By
– August 13, 2012
If the magazine The New Yorker helped define American intellect and taste over a 60 year period, Saul Steinberg was an archetype for the reflection of what has been called “the American Century.” His unique vision is beautifully explored in Joel Smith’s Steinberg At The New Yorker, through both the depiction of 363 of his illustrations and an erudite interpretation of how Steinberg’s life informed his understanding of the world.
Romanian by birth and trained in architecture in Milan, Saul Steinberg became an exile after Italy’s race laws were promulgated in 1938. He was adopted by America in 1941, a decidedly fortunate occurence both for him and for his new country. Emigrés often convey a distinctive understanding of their surroundings. Mastery of a second language, as displayed by Steven Tesich, author of the iconic American film Breaking Away, is one approach, and Steinberg’s ability to convey America as wordless metaphor by sketching a few lines on paper is another. The classic, often-copied March 29, 1976 magazine cover looking westward from New York City, starting at Ninth Avenue, crossing the Hudson River and an arid mid-America, until finally the Pacific Ocean emerges in the distance, is Steinberg’s view of an urban-centric America. One intuits the artist’s view of our nation’s first city. And the February 13, 1995 cover, “Wilshire and Lex,” whose gentle interplay of colors connect east and west at last, provides a contrasting yet complementary alternative view. These are two of Steinberg’s subtle manifestations of what has become known as a contrasting red and blue America.
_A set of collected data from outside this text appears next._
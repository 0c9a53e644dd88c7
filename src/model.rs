use serde::{Deserialize, Serialize};

fn default_font_size() -> f64 {
    12.0
}

/// One run of text with uniform font attributes, as produced by the
/// extraction collaborator. The core only ever reads these.
#[derive(Debug, Clone, Deserialize)]
pub struct TextSpan {
    pub text: String,
    #[serde(default = "default_font_size")]
    pub font_size: f64,
    #[serde(default)]
    pub is_bold: bool,
    #[serde(default)]
    pub is_italic: bool,
    #[serde(default)]
    pub x: f64,
    #[serde(default)]
    pub y: f64,
    #[serde(default)]
    pub page_number: u32,
}

#[derive(Debug, Clone, Deserialize)]
pub struct PageSpans {
    pub page_number: u32,
    #[serde(default)]
    pub spans: Vec<TextSpan>,
}

/// A span file: the decoded output of the extraction collaborator for one
/// source document.
#[derive(Debug, Clone, Deserialize)]
pub struct SpanDocument {
    #[serde(default)]
    pub source: Option<String>,
    #[serde(default)]
    pub pages: Vec<PageSpans>,
}

#[derive(Debug, Clone, Copy, PartialEq, Eq, Serialize, Deserialize)]
pub enum HeadingLevel {
    H1,
    H2,
    H3,
}

#[derive(Debug, Clone, PartialEq, Serialize, Deserialize)]
pub struct Heading {
    pub level: HeadingLevel,
    pub text: String,
    pub page: u32,
}

/// The wire shape written per document: field names and level literals are
/// fixed by the downstream contract.
#[derive(Debug, Clone, Serialize, Deserialize)]
pub struct OutlineDocument {
    pub title: String,
    pub outline: Vec<Heading>,
}

#[derive(Debug, Clone, Serialize, Deserialize)]
pub struct SpanFileEntry {
    pub filename: String,
    pub sha256: String,
}

#[derive(Debug, Clone, Serialize, Deserialize)]
pub struct SpanInventoryManifest {
    pub manifest_version: u32,
    pub generated_at: String,
    pub source_directory: String,
    pub document_count: usize,
    pub documents: Vec<SpanFileEntry>,
}

#[derive(Debug, Clone, Serialize, Deserialize)]
pub struct ExtractPaths {
    pub cache_root: String,
    pub manifest_dir: String,
    pub inventory_manifest_path: String,
    pub input_dir: String,
    pub output_dir: String,
}

#[derive(Debug, Clone, Default, Serialize, Deserialize)]
pub struct ExtractCounts {
    pub document_count: usize,
    pub processed_document_count: usize,
    pub failed_document_count: usize,
    pub untitled_document_count: usize,
    pub oversized_document_count: usize,
    pub slow_document_count: usize,
    pub page_count: usize,
    pub span_count: usize,
    pub heading_count: usize,
    pub h1_count: usize,
    pub h2_count: usize,
    pub h3_count: usize,
    pub pages_with_headings: usize,
}

#[derive(Debug, Clone, Serialize, Deserialize)]
pub struct ExtractRunManifest {
    pub manifest_version: u32,
    pub run_id: String,
    pub status: String,
    pub started_at: String,
    pub updated_at: String,
    pub command: String,
    pub paths: ExtractPaths,
    pub counts: ExtractCounts,
    pub source_hashes: Vec<SpanFileEntry>,
    pub failed_documents: Vec<String>,
    pub warnings: Vec<String>,
    pub notes: Vec<String>,
}

#[derive(Debug, Clone, Serialize)]
pub struct ValidationIssue {
    pub filename: String,
    pub reason: String,
}

#[derive(Debug, Clone, Serialize)]
pub struct ValidationReport {
    pub manifest_version: u32,
    pub generated_at: String,
    pub output_directory: String,
    pub checked_count: usize,
    pub passed_count: usize,
    pub failed_count: usize,
    pub issues: Vec<ValidationIssue>,
}
//! Checks whether the host can run the SuGaR pipeline and reports what's missing.
//!
//! Nothing in here fails: every problem ends up as a failed line in a
//! [`CheckReport`].

pub mod check;
pub mod checks;
pub mod expectations;
pub mod probe;
pub mod report;

use std::path::Path;

pub use check::{CheckLine, CheckReport, Status};
pub use expectations::EnvExpectations;

/// Run the seven checks in order, calling `on_report` as each one finishes.
pub async fn run_checks(
    expect: &EnvExpectations,
    working_dir: &Path,
    mut on_report: impl FnMut(usize, &CheckReport),
) -> Vec<CheckReport> {
    let env_value = std::env::var(&expect.env_var).ok();
    let mut reports = Vec::with_capacity(7);

    let mut finish = |report: CheckReport| {
        on_report(reports.len() + 1, &report);
        reports.push(report);
    };

    finish(checks::interpreter_version(expect).await);
    finish(checks::active_environment(expect, env_value.as_deref()));
    finish(checks::accelerator_runtime(expect).await);
    finish(checks::libraries(expect).await);
    finish(checks::external_tools(expect).await);
    finish(checks::current_device(expect).await);
    finish(checks::project_files(expect, working_dir));

    reports
}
Reproductions of all 89 of the covers Steinberg created for The New Yorker between 1945 and 2004 are found here, in addition to hundreds of sketches, each of which challenges the reader to analyze the artist’s thought associations. Here ideas visibly emerge in life-like splendor, as complex visual representations of thought that leap from the mouths of disembodied faces. Here is a script with 12 variations that enables the viewer to feel the seasons of the year. And here is a visual representation of various sounds that announce “country noises” through carefully plotted squiggly lines. Finding all of these illustrations in one place plays with the viewer’s imagination in interesting and provocative ways.
Saul Steinberg once said, “I am a writer who draws.” His personal chronicle prepared him to illustrate America’s history, not in words but in multi-sensory images. Smith’s book demonstrates just how prolific and insightful a writer he was.
Noel Kriftcher was a professor and administrator at Polytechnic University, having previously served as Superintendent of New York City’s Brooklyn & Staten Island High Schools district.